As they talk, you also realize how central Queen’s has been to their lives. Has been and remains. Cathie, in fact, didn’t get home from that first date with Don until 3 am (“Susan, my roommate, said, ‘What’s all this about coming in so late?’”). And, in 1966, after Don had graduated from Law and Cathie had just finished her first year of teaching elementary school in Etobicoke, they got married.

“And then we went off to Oxford for two years,” says Don, where he did graduate work in law, “And Cathie taught—”

“—that was wonderful,” she says. “They have such a different system. The more falling apart the school is, the better it is, and the more crotchety the headmistress; that’s a good sign, too.”

Don became a member of the Law Faculty at Queen’s in 1968. His work with colleague Bernie Adell helped Queen’s develop a reputation as a national leader in labour law.
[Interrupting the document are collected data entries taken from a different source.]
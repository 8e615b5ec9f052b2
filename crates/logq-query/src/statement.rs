//! Statements assembled from parsed clauses.
//!
//! A log search is a pipe of clauses. Filter clauses contribute to the statement's
//! condition and an `EXTRACT` clause contributes its unnest; [`LogPipeStatement::merge`]
//! folds the clauses of one pipe into a single statement.

use std::fmt;

use serde::{Deserialize, Serialize};

use crate::{
    ast::{Expr, Op, VarRef},
    error::SemanticError,
};

/// Name of the regex extraction function applied by an unnest.
pub const MATCH_ALL: &str = "match_all";

/// Name of the function listing destination column types.
pub const DESTINATION_TYPES: &str = "array";

/// Type of every destination column produced by an extraction.
pub const DESTINATION_COLUMN_TYPE: &str = "varchar";

/// A regex extraction: apply `pattern` to `source`, producing one column per capture group.
#[derive(Debug, Clone, PartialEq, Eq, Serialize, Deserialize)]
pub struct UnnestClause {
    /// Field the pattern is applied to.
    pub source: VarRef,
    /// Regular expression text.
    pub pattern: String,
    /// Output column names in declaration order.
    pub destination_columns: Vec<String>,
}

impl UnnestClause {
    /// Builds an unnest from the term parsed inside `EXTRACT(...)`.
    ///
    /// The term must have the `field MATCHPHRASE 'pattern'` shape that the term grammar
    /// produces for both `field:"pattern"` and a bare `"pattern"`.
    pub fn from_term(term: Expr, columns: Vec<String>) -> Result<Self, SemanticError> {
        match term {
            Expr::Binary {
                op: Op::MatchPhrase,
                lhs,
                rhs,
            } => match (*lhs, *rhs) {
                (Expr::VarRef(source), Expr::StringLiteral(pattern)) => Ok(Self {
                    source,
                    pattern,
                    destination_columns: columns,
                }),
                (lhs, rhs) => Err(SemanticError::InvalidExtractPattern {
                    found: format!("{} MATCHPHRASE {}", describe(&lhs), describe(&rhs)),
                }),
            },
            other => Err(SemanticError::InvalidExtractPattern {
                found: describe(&other),
            }),
        }
    }

    /// Returns the `match_all(pattern, source)` call this clause evaluates.
    pub fn parse_func(&self) -> Expr {
        Expr::call(
            MATCH_ALL,
            vec![
                Expr::VarRef(VarRef::untyped(self.pattern.clone())),
                Expr::VarRef(self.source.clone()),
            ],
        )
    }

    /// Returns the `array(varchar, ...)` call describing the destination column types.
    pub fn dst_func(&self) -> Expr {
        Expr::call(
            DESTINATION_TYPES,
            self.destination_columns
                .iter()
                .map(|_| Expr::VarRef(VarRef::untyped(DESTINATION_COLUMN_TYPE)))
                .collect(),
        )
    }
}

/// Short description of an expression for error messages.
fn describe(expr: &Expr) -> String {
    match expr {
        Expr::Binary { op, .. } => format!("{} expression", op.symbol()),
        Expr::Paren(_) => "parenthesized expression".into(),
        Expr::VarRef(var) => format!("field {}", var.name),
        Expr::StringLiteral(s) => format!("string '{s}'"),
        Expr::Wildcard => "wildcard".into(),
        Expr::Call { name, .. } => format!("call to {name}"),
    }
}

/// One pipe of filter and extraction clauses.
#[derive(Debug, Clone, Default, PartialEq, Eq, Serialize, Deserialize)]
pub struct LogPipeStatement {
    /// Combined filter condition.
    pub condition: Option<Expr>,
    /// Extraction applied after filtering.
    pub unnest: Option<UnnestClause>,
}

impl LogPipeStatement {
    /// Creates a statement holding only a filter condition.
    pub fn from_condition(condition: Expr) -> Self {
        Self {
            condition: Some(condition),
            unnest: None,
        }
    }

    /// Creates a statement holding only an extraction.
    pub fn from_unnest(unnest: UnnestClause) -> Self {
        Self {
            condition: None,
            unnest: Some(unnest),
        }
    }

    /// Combines the statements on either side of a `|`.
    ///
    /// Conditions are joined with AND; at most one side may carry an extraction.
    pub fn merge(self, other: Self) -> Result<Self, SemanticError> {
        let unnest = match (self.unnest, other.unnest) {
            (Some(_), Some(_)) => return Err(SemanticError::MultipleExtract),
            (left, right) => left.or(right),
        };

        let condition = match (self.condition, other.condition) {
            (Some(left), Some(right)) => Some(Expr::and(left, right)),
            (left, right) => left.or(right),
        };

        Ok(Self { condition, unnest })
    }
}

impl fmt::Display for LogPipeStatement {
    fn fmt(&self, f: &mut fmt::Formatter<'_>) -> fmt::Result {
        writeln!(f, "LogPipeStatement")?;
        match &self.condition {
            Some(condition) => {
                writeln!(f, "  condition:")?;
                for line in condition.to_string().lines() {
                    writeln!(f, "    {line}")?;
                }
            }
            None => writeln!(f, "  condition: none")?,
        }
        match &self.unnest {
            Some(unnest) => {
                writeln!(
                    f,
                    "  unnest: {:?} from {} into {:?}",
                    unnest.pattern, unnest.source.name, unnest.destination_columns
                )
            }
            None => writeln!(f, "  unnest: none"),
        }
    }
}

/// The statements parsed from one input.
#[derive(Debug, Clone, Default, PartialEq, Eq, Serialize, Deserialize)]
pub struct Query {
    /// Statements in input order.
    pub statements: Vec<LogPipeStatement>,
}

impl Query {
    /// Creates a query holding a single statement.
    pub fn single(statement: LogPipeStatement) -> Self {
        Self {
            statements: vec![statement],
        }
    }

    /// Returns the first statement, if any.
    pub fn statement(&self) -> Option<&LogPipeStatement> {
        self.statements.first()
    }
}

impl fmt::Display for Query {
    fn fmt(&self, f: &mut fmt::Formatter<'_>) -> fmt::Result {
        for statement in &self.statements {
            write!(f, "{statement}")?;
        }
        Ok(())
    }
}
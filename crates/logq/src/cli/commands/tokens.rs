//! Implementation of `logq tokens`.

use std::process::ExitCode;

use logq_query::tokenize_spanned;

use crate::cli::{args::TokensCommand, output::token_table};

/// Prints the token stream of a query as a table.
pub fn run(cmd: &TokensCommand) -> ExitCode {
    match tokenize_spanned(&cmd.query) {
        Ok(tokens) => {
            println!("{}", token_table(&tokens));
            ExitCode::SUCCESS
        }
        Err(e) => {
            eprintln!("error: {e}");
            ExitCode::FAILURE
        }
    }
}
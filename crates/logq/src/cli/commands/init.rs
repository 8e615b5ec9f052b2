//! Implementation of `logq init`.

use std::{fs, process::ExitCode};

use logq_config::{CONFIG_FILENAME, ConfigError, TemplateKind, global_config_path, template};

use crate::cli::{args::InitCommand, context::CommandContext};

/// Initializes a `.logq.toml` configuration file.
pub fn run(ctx: &CommandContext, cmd: &InitCommand) -> ExitCode {
    let cwd = &ctx.cwd;

    let is_home_dir = global_config_path()
        .and_then(|p| p.parent().map(|h| h == cwd))
        .unwrap_or(false);

    let use_global = cmd.global || is_home_dir;

    let config_path = if use_global {
        match global_config_path() {
            Some(path) => path,
            None => {
                eprintln!("error: {}", ConfigError::NoHomeDirectory);
                return ExitCode::FAILURE;
            }
        }
    } else {
        cwd.join(CONFIG_FILENAME)
    };

    if config_path.exists() && !cmd.force {
        eprintln!(
            "error: configuration file already exists: {}",
            config_path.display()
        );
        eprintln!("use --force to overwrite");
        return ExitCode::FAILURE;
    }

    let kind = if use_global {
        TemplateKind::Global
    } else {
        TemplateKind::Project
    };
    let template = match template(kind) {
        Ok(template) => template,
        Err(e) => {
            eprintln!("error: {e}");
            return ExitCode::FAILURE;
        }
    };

    if let Err(e) = fs::write(&config_path, &template) {
        eprintln!("error: failed to write {}: {e}", config_path.display());
        return ExitCode::FAILURE;
    }

    println!("Created {}", config_path.display());
    println!();
    println!("Configuration written:");
    for line in template.lines() {
        println!("  {line}");
    }

    ExitCode::SUCCESS
}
He served as dean of the Faculty from 1993 to 1998 and, along with Adell, was awarded the Bora Laskin Award in 2013 for his contributions to Canadian Labour Law. Apart from three years in Toronto in the 1970s when he was director of the Labour Relations Board, and a year’s sabbatical in Australia, they have always been here in Kingston, at Queen’s. After their two sons no longer needed her full-time attention, Cathie joined him at the university in 1982, when she went to work for the School of English as an ESL instructor.

Cathie left the School of English in 2001 to help with their first grandchild who arrived that year and although Don is officially retired, he still teaches one course at the law school, “collective agreement arbitration, which I do in the winter term, and still enjoy doing.”

An article in the Queen’s Financial Planner on donating Registered Retirement Income Funds (RRIFs) launched the Carters on their newest adventure with Queen’s — as benefactors. “Cathie and I both turned 72 this year. So it was a time when we were going to start to draw on our Registered Retirement Income Funds (RRIFs). It occurred to us that we weren’t going to live forever and there probably was going to be a residue, a significant residue. It just seemed to us that this would be a way we could make a gift to Queen’s as we had already provided for our family in our wills.”

In both their cases, after each other, Queen’s is the residual beneficiary of their RRIFs. “When both of us are gone,” Don says, “Queens will get whatever remains.” Further, because Queen’s is a named beneficiary of their RRIF, it will go directly to Queens. “It doesn’t,” Don says, “go through the estate and get held up there. It avoids the probate fees as well. And it’s really tax-efficient [the remainder counts as a charitable donation, is tax-free and provides a receipt to the estate]. We have RRIFs with two financial institutions, and it was relatively easy to set this up with the help of the Queen’s Gift Planning Office.”

Half their gift, he says, “is going to the Adell-Carter Fellowship, to honour the memory of my late colleague Bernie Adell.” The Adell-Carter Fellowship supports a range of fellowships at the school’s Centre for Law in the Contemporary Workplace.

“The other half will go to the Ban Righ Foundation, to honour the memory of our two mothers. Don’s mother was a graduate in Arts’29. “When I was in high school she told me there was only one university. So the choice was easy.” Cathie’s mother didn’t go to university but she was very insistent that Cathie have a university education, “and I told my parents I only wanted to go to Queen’s,” says Cathie.

A wise and beneficial choice for everyone involved.